▶ _AIM OF THE TASK_: Only the lines from the one containing "impl SessionStorage for FailingStorage" through the one containing "fn set(&self, key: &str, _value: &str)" should be printed, exactly as they appear below, with both ends included.
====== GIVEN INFORMATION ======
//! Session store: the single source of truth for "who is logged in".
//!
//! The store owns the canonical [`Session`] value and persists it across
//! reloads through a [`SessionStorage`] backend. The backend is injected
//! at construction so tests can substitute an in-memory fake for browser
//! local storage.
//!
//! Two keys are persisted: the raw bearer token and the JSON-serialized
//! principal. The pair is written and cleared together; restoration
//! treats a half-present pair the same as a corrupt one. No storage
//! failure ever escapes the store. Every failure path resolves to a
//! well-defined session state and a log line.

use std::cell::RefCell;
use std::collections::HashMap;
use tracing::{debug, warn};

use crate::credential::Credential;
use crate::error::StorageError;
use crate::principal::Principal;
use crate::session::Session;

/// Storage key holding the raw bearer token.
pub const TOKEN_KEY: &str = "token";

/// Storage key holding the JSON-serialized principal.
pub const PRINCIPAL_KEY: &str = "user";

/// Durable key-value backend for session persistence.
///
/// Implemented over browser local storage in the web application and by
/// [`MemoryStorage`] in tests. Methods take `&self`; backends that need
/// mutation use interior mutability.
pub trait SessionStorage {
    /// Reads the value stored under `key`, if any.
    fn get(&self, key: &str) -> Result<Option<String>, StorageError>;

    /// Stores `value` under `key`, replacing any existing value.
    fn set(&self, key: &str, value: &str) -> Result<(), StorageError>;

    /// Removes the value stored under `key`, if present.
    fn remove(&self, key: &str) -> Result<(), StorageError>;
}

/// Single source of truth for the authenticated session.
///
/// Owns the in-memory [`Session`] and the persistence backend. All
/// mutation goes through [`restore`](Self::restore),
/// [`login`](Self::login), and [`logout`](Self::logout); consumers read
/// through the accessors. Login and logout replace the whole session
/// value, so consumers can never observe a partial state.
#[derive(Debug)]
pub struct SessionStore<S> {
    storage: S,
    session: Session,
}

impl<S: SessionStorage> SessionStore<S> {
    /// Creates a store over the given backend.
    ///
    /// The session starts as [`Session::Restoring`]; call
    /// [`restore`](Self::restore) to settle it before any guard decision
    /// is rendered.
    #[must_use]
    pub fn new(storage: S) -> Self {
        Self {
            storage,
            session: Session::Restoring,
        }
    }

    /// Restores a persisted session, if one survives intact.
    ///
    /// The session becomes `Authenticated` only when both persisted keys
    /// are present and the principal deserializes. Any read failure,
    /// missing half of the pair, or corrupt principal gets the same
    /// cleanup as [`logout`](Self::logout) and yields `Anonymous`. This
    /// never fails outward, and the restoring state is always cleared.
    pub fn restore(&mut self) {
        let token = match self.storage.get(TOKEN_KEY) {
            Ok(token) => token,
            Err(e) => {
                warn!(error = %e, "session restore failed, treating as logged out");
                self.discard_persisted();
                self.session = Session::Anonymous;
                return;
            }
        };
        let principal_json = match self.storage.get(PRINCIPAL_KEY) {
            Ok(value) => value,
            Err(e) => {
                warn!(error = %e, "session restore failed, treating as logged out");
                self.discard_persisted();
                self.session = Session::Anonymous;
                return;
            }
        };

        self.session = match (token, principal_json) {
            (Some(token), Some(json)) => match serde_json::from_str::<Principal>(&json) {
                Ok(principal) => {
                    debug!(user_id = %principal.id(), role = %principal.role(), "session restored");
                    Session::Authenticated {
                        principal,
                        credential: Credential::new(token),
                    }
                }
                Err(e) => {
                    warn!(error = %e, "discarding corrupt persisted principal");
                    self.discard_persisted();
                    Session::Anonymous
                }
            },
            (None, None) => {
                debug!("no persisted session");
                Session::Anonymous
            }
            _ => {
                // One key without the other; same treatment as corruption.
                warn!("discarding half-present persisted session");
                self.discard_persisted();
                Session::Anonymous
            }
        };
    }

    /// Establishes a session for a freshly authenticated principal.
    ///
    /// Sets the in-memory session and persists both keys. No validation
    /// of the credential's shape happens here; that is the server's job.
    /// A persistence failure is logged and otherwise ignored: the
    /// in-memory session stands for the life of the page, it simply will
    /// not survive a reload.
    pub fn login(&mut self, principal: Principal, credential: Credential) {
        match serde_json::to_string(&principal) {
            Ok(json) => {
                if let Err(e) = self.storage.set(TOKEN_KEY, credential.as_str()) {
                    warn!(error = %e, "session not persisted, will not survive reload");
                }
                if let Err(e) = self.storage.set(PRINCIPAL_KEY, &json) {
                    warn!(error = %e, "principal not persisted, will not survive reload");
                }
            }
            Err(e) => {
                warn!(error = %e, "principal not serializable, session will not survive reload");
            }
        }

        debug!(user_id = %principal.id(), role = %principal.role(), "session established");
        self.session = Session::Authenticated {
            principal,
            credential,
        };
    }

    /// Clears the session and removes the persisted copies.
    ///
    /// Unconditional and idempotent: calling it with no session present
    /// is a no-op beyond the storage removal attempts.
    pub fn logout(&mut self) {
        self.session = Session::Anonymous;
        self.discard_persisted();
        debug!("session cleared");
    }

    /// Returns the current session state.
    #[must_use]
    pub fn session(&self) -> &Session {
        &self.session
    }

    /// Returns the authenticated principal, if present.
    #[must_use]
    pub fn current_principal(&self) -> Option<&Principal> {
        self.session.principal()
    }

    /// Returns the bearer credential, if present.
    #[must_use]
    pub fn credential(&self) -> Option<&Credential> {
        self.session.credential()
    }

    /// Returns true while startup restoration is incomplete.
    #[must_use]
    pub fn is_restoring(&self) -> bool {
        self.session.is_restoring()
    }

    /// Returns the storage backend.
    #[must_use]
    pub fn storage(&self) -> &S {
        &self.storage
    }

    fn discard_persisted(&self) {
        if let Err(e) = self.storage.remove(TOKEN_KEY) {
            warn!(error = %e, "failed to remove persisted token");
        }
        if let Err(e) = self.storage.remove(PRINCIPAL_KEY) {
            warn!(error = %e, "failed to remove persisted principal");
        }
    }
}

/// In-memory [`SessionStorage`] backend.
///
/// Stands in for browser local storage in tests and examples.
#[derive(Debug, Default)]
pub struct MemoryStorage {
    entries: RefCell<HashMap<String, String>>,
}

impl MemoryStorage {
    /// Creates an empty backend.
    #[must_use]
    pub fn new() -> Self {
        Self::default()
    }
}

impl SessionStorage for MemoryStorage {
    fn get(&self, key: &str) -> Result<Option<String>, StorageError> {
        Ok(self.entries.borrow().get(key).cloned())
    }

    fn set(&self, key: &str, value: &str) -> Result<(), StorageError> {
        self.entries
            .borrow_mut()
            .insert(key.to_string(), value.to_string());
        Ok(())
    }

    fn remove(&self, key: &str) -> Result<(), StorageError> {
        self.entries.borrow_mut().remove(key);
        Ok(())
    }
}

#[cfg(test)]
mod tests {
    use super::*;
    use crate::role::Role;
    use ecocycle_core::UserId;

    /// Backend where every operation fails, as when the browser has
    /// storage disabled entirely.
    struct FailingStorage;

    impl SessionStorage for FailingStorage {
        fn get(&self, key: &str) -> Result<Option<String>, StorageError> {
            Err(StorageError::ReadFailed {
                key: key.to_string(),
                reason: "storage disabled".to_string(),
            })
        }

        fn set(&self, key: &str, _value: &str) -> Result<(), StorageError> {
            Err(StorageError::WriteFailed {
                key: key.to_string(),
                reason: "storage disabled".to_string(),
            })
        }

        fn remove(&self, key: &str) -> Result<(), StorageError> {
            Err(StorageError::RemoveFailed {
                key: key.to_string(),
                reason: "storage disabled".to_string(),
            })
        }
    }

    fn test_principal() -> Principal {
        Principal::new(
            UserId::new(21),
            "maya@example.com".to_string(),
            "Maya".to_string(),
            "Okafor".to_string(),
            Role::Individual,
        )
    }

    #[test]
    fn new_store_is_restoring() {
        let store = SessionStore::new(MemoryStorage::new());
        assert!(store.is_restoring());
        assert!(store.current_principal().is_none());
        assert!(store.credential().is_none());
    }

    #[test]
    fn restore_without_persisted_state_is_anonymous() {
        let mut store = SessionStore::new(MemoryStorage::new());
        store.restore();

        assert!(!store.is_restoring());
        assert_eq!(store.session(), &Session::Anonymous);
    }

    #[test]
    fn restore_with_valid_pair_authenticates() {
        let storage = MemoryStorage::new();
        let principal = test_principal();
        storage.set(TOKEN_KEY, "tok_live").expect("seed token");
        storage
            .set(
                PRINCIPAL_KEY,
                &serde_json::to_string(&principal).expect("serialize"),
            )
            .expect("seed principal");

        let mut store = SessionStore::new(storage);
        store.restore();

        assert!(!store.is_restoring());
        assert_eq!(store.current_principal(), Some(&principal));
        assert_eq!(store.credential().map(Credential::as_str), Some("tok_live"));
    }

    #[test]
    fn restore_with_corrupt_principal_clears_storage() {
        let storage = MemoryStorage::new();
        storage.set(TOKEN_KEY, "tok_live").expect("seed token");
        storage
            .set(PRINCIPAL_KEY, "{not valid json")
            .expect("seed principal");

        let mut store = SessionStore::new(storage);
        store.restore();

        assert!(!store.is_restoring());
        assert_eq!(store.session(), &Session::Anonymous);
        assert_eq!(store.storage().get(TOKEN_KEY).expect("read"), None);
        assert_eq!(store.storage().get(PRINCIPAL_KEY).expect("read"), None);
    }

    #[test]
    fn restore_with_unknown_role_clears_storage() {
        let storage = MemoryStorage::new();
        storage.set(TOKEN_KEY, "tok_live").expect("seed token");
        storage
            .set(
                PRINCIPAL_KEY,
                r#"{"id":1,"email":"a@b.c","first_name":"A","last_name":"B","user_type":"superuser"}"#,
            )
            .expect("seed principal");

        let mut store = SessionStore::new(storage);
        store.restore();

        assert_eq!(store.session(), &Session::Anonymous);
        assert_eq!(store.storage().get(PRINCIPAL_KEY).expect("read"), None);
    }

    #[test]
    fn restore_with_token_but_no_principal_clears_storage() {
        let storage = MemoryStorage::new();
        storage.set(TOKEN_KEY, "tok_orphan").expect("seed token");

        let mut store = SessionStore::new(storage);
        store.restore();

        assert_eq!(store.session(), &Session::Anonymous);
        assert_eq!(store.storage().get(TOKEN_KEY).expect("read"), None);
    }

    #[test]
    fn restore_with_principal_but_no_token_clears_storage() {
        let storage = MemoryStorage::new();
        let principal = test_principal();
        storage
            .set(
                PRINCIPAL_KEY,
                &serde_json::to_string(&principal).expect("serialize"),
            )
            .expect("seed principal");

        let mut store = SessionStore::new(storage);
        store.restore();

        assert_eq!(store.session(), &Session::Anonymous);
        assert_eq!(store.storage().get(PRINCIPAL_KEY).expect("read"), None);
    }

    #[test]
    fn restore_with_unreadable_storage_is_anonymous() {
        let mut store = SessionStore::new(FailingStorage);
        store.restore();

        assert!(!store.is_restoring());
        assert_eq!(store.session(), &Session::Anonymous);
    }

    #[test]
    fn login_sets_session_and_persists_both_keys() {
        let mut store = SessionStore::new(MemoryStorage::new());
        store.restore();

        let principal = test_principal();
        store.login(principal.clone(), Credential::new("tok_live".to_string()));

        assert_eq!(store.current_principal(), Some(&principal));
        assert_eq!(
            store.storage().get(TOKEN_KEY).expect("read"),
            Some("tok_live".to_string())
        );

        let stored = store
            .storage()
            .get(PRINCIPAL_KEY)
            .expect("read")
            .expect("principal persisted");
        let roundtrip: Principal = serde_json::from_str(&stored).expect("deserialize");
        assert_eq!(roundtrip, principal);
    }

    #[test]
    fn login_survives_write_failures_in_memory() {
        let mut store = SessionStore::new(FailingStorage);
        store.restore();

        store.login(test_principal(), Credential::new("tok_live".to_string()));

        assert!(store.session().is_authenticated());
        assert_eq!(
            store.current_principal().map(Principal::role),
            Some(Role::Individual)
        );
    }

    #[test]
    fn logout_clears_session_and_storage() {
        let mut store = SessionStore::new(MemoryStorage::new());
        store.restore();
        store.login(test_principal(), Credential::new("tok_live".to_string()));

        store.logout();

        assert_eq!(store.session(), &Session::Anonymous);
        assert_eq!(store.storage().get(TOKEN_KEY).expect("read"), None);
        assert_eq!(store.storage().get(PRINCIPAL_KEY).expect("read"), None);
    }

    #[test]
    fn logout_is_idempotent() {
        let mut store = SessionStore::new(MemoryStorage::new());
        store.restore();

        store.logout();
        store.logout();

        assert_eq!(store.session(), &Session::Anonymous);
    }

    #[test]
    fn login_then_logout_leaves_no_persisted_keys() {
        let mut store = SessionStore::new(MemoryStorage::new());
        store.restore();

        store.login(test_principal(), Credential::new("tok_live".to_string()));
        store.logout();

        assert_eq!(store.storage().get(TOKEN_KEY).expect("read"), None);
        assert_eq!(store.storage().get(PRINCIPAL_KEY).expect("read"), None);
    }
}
======
▶ _WRITTEN SOLUTION_:
    impl SessionStorage for FailingStorage {
        fn get(&self, key: &str) -> Result<Option<String>, StorageError> {
            Err(StorageError::ReadFailed {
                key: key.to_string(),
                reason: "storage disabled".to_string(),
            })
        }

        fn set(&self, key: &str, _value: &str) -> Result<(), StorageError> {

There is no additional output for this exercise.